Esclarecimento sobre a classificação jurídica
É importante ressaltar que, embora a pesquisa Datafolha utilize o termo "crimes" nas perguntas formuladas aos eleitores, o Estatuto da Criança e do Adolescente (ECA) estabelece uma nomenclatura jurídica específica. Condutas ilícitas praticadas por menores de 18 anos são classificadas legalmente como atos infracionais, não como crimes propriamente ditos.
Essa distinção é fundamental para compreender o contexto legal brasileiro e as implicações das políticas públicas relacionadas aos adolescentes em conflito com a lei.
Rejeição à liberação das drogas permanece consolidada
Além da questão sobre punição de menores, a pesquisa Datafolha investigou a opinião dos brasileiros sobre a proibição de entorpecentes no país. Os resultados demonstram rejeição ampla à descriminalização do uso de drogas.
Conforme o levantamento, 85% dos entrevistados concordam com a afirmação de que "o uso de drogas deve ser proibido porque toda a sociedade sofre com as consequências". Em contraste, apenas 13% concordam com a posição oposta, defendendo que "o uso de drogas não deve ser proibido, porque é o usuário que sofre com as consequências".

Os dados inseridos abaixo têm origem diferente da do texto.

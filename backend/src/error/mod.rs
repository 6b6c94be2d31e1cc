use axum::{
    http::StatusCode,
    response::{IntoResponse, Response},
    Json,
};
use serde::Serialize;
use serde_json::{json, Value};
use thiserror::Error;

use crate::services::notifier::NotifyError;

/// Wire shape shared by every non-2xx response.
#[derive(Debug, Serialize)]
pub struct ErrorResponse {
    pub error: String,
    pub code: &'static str,
    #[serde(skip_serializing_if = "Option::is_none")]
    pub details: Option<Value>,
}

#[derive(Debug, Error)]
pub enum AppError {
    #[error("{0}")]
    BadRequest(String),
    #[error("contact submission failed validation")]
    Validation(Vec<String>),
    #[error(transparent)]
    InternalServerError(anyhow::Error),
}

impl AppError {
    pub fn status(&self) -> StatusCode {
        match self {
            AppError::BadRequest(_) | AppError::Validation(_) => StatusCode::BAD_REQUEST,
            AppError::InternalServerError(_) => StatusCode::INTERNAL_SERVER_ERROR,
        }
    }

    pub fn code(&self) -> &'static str {
        match self {
            AppError::BadRequest(_) => "BAD_REQUEST",
            AppError::Validation(_) => "VALIDATION_ERROR",
            AppError::InternalServerError(_) => "INTERNAL_SERVER_ERROR",
        }
    }

    fn into_body(self) -> ErrorResponse {
        let code = self.code();
        match self {
            AppError::BadRequest(reason) => ErrorResponse {
                error: reason,
                code,
                details: None,
            },
            AppError::Validation(errors) => ErrorResponse {
                error: "Validation failed".into(),
                code,
                details: Some(json!({ "errors": errors })),
            },
            AppError::InternalServerError(err) => {
                // Cause stays in the log; clients only see the generic text.
                tracing::error!(error = ?err, "contact request failed");
                ErrorResponse {
                    error: "Internal server error".into(),
                    code,
                    details: None,
                }
            }
        }
    }
}

impl IntoResponse for AppError {
    fn into_response(self) -> Response {
        let status = self.status();
        (status, Json(self.into_body())).into_response()
    }
}

impl From<anyhow::Error> for AppError {
    fn from(err: anyhow::Error) -> Self {
        AppError::InternalServerError(err)
    }
}

impl From<NotifyError> for AppError {
    fn from(err: NotifyError) -> Self {
        AppError::InternalServerError(err.into())
    }
}

impl From<validator::ValidationErrors> for AppError {
    fn from(errors: validator::ValidationErrors) -> Self {
        let mut messages: Vec<String> = errors
            .field_errors()
            .into_iter()
            .flat_map(|(field, errs)| errs.iter().map(move |e| format!("{field}: {}", e.code)))
            .collect();
        messages.sort();
        AppError::Validation(messages)
    }
}
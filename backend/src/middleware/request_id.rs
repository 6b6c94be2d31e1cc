use axum::{
    extract::Request,
    http::{header::HeaderName, HeaderValue},
    middleware::Next,
    response::Response,
};
use tracing::Instrument;
use uuid::Uuid;

pub const REQUEST_ID_HEADER: &str = "x-request-id";
const CORRELATION_ID_HEADER: &str = "x-correlation-id";

#[derive(Clone, Debug)]
pub struct RequestId(pub String);

/// Reuses the caller's `x-request-id` (or `x-correlation-id`), minting a UUID
/// otherwise. Everything logged while handling the request carries the id.
pub async fn request_id(mut req: Request, next: Next) -> Response {
    let header_name = HeaderName::from_static(REQUEST_ID_HEADER);

    let id = req
        .headers()
        .get(&header_name)
        .or_else(|| {
            req.headers()
                .get(HeaderName::from_static(CORRELATION_ID_HEADER))
        })
        .and_then(|v| v.to_str().ok())
        .filter(|v| !v.trim().is_empty())
        .map(|v| v.to_string())
        .unwrap_or_else(|| Uuid::new_v4().to_string());

    req.extensions_mut().insert(RequestId(id.clone()));

    let span = tracing::info_span!(
        "request",
        request_id = %id,
        method = %req.method(),
        path = %req.uri().path()
    );
    let mut response = next.run(req).instrument(span).await;

    if let Ok(value) = HeaderValue::from_str(&id) {
        response.headers_mut().insert(header_name, value);
    }

    response
}
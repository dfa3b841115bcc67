//! State Module
//!
//! The role this process currently plays and the waits built on it.

mod role;

pub use role::{Role, RoleState};
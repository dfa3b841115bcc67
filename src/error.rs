//! Primary Selector Error Types

use thiserror::Error;

/// Result type alias for primary selector operations
pub type Result<T> = std::result::Result<T, Error>;

/// Primary selector error types
#[derive(Error, Debug)]
pub enum Error {
    // Configuration errors
    #[error("Configuration error: {0}")]
    Config(String),

    #[error("Invalid configuration file: {0}")]
    ConfigParse(#[from] toml::de::Error),

    #[error("Invalid bind address: {0}")]
    InvalidAddress(String),

    // I/O errors
    #[error("I/O error: {0}")]
    Io(#[from] std::io::Error),

    // Election errors
    #[error("Failed to register {identity} for election: {reason}")]
    Registration { identity: String, reason: String },

    #[error("Election participation already started")]
    AlreadyStarted,

    #[error("Election participation has not been started")]
    NotStarted,

    #[error("Already closed or has not been started")]
    AlreadyClosed,

    #[error("Interrupted while waiting for role change")]
    Interrupted,

    // Coordination service errors
    #[error("Node does not exist: {0}")]
    NoNode(String),

    #[error("Node already exists: {0}")]
    NodeExists(String),

    #[error("Node has children: {0}")]
    NotEmpty(String),

    #[error("Invalid node path: {0}")]
    InvalidPath(String),

    #[error("Connection to coordination service lost: {0}")]
    ConnectionLoss(String),

    #[error("Session is closed")]
    SessionClosed,

    // Internal errors
    #[error("Internal error: {0}")]
    Internal(String),
}

impl Error {
    /// Check if this error is retryable
    pub fn is_retryable(&self) -> bool {
        matches!(self, Error::ConnectionLoss(_))
    }
}

#[cfg(test)]
mod tests {
    use super::*;

    #[test]
    fn test_retryable() {
        assert!(Error::ConnectionLoss("zk1:2181".into()).is_retryable());
        assert!(!Error::NoNode("/leader/h1:1000".into()).is_retryable());
        assert!(!Error::AlreadyClosed.is_retryable());
    }

    #[test]
    fn test_error_display() {
        let err = Error::Registration {
            identity: "h1:1000".into(),
            reason: "session closed".into(),
        };
        assert_eq!(
            err.to_string(),
            "Failed to register h1:1000 for election: session closed"
        );
        assert_eq!(
            Error::AlreadyClosed.to_string(),
            "Already closed or has not been started"
        );
    }
}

Estabilidade na questão das drogas
Comparando com a pesquisa anterior realizada em 2022, os percentuais sobre a proibição de drogas apresentaram mínimas variações. Na ocasião anterior, 83% defendiam a proibição e 15% apoiavam a descriminalização. A variação de 2 pontos percentuais permanece dentro da margem de erro estatístico, configurando estabilidade no posicionamento da opinião pública.
Apenas 2% dos entrevistados não souberam responder sobre a questão das drogas, indicando que a maioria da população brasileira possui posição definida sobre o tema. Esse resultado consolida a rejeição à liberalização do uso de entorpecentes como posição estável e duradoura na sociedade brasileira.